(Try it): From the records that follow, give the number of lines that include the word "PulseDriver", with no further words.
--- Data excerpts Enclosed Below ---
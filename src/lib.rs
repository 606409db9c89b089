//! # rs-pulseclock
//!
//! A closed-loop driver for bipolar pulse ("slave") clocks: mechanical
//! movements that advance one second per electrical pulse of alternating
//! polarity.
//!
//! ## Features
//!
//! - **Pulse sequences**: multi-pulse steps with active braking and a
//!   faster catch-up profile, timed from a settings file
//! - **Closed-loop tracking**: an optical sensor on the second-hand wheel
//!   catches missed and doubled steps, stalls, and drift of the four-second
//!   white pattern
//! - **Run / Wait / Fast**: hands catch up when behind and park when
//!   slightly ahead rather than lapping the dial
//! - **Persistent hands**: the hand position is written through to
//!   battery-backed storage after every step
//! - **Network time**: optional NTP drift correction for the RTC
//!
//! ## Architecture
//!
//! The crate is structured to allow testing on desktop without hardware:
//!
//! - `traits` - Hardware, time and network abstractions
//! - `driver` - Pulse sequences on the H-bridge
//! - `tracker` - Second-hand position from sensor edges
//! - `engine` - Per-tick Run/Wait/Fast decisions
//! - `sync` - Network time correction and scheduling
//! - `hal` - Concrete implementations (mock for testing, esp32 for hardware)
//!
//! ## Example
//!
//! ```rust
//! use rs_pulseclock::{
//!     ClockEngine, ClockMode, HmsTriple,
//!     config::{EngineConfig, PulseConfig},
//!     driver::PulseDriver,
//!     hal::{MockDelay, MockDriveLines, MockSensor, MockTimeSource},
//!     tracker::HandTracker,
//!     traits::SensorObservation,
//! };
//!
//! let pulse = PulseConfig {
//!     pulse_ms: 100, dwell_ms: 50, stop_ms: 50, recover_ms: 100, pulse_count: 2,
//!     fast_pulse1_ms: 60, fast_dwell_ms: 30, fast_pulse2_ms: 30, fast_stop_ms: 60,
//! };
//! // Every pulse produces a handful of edges: the hand moved one second
//! let sensor = MockSensor::new().with_default(SensorObservation::new(6, false));
//! let driver = PulseDriver::new(MockDriveLines::new(), MockDelay::new(), sensor, pulse);
//! let config = EngineConfig::default();
//! let mut engine = ClockEngine::new(driver, HandTracker::new(config.stall_limit), config);
//!
//! // Hands stopped at 10:00:00, it is now 10:00:05
//! let mut time = MockTimeSource::new(HmsTriple::new(10, 0, 5), HmsTriple::new(10, 0, 0));
//! engine.start(&mut time).unwrap();
//!
//! // Main loop: tick, and idle when nothing was pulsed
//! while engine.hands().to_triple() != time.now {
//!     let outcome = engine.tick(&mut time).unwrap();
//!     if !outcome.stepped() {
//!         engine.idle();
//!     }
//! }
//! assert_eq!(engine.mode(), ClockMode::Run);
//! assert_eq!(time.persisted, HmsTriple::new(10, 0, 5));
//! ```

#![cfg_attr(not(feature = "std"), no_std)]
#![warn(missing_docs)]

extern crate alloc;

/// Shared configuration system for desktop and ESP32.
pub mod config;
/// Pulse sequences for the H-bridge.
pub mod driver;
/// Per-tick stepping decisions.
pub mod engine;
/// Error types.
pub mod error;
/// Hardware abstraction layer with mock implementations for testing.
pub mod hal;
/// SNTP packet codec and client.
pub mod ntp;
/// Hand positions and time-of-day triples.
pub mod position;
/// Interrupt-safe edge counting.
pub mod sensor;
/// Network time correction and scheduling.
pub mod sync;
/// Second-hand position tracking.
pub mod tracker;
/// Core traits for hardware, time and network abstraction.
pub mod traits;

// Re-exports for convenience
pub use driver::PulseDriver;
pub use engine::{
    decide, ClockEngine, ClockFault, ClockMode, ClockState, Decision, StepAction, TickOutcome,
    UserRequest,
};
pub use error::{ClockError, ConfigError, NtpError};
pub use position::{HandPosition, HmsTriple, HALF_DAY_SECS};
pub use sensor::{CountedSenseLine, EdgeCounter};
pub use sync::{SyncScheduler, SyncedTimeSource};
pub use tracker::{HandTracker, OpenLoopTracker, PositionTracker, TrackerReport};
pub use traits::{
    // Hardware
    Clock,
    // Display
    ClockDisplay,
    Delay,
    DriveLine,
    DriveLines,
    // Network
    NetworkTimeSource,
    NtpSample,
    Polarity,
    PositionSensor,
    // Time
    RtcChip,
    SensorObservation,
    TimeSource,
};

// Config re-exports
pub use config::{
    ClockSettings, Config, DeviceConfig, EngineConfig, NtpConfig, PinConfig, PulseConfig,
    WifiConfig,
};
--- End of Enclosed Data excerpts ---
(Exercise answer): 3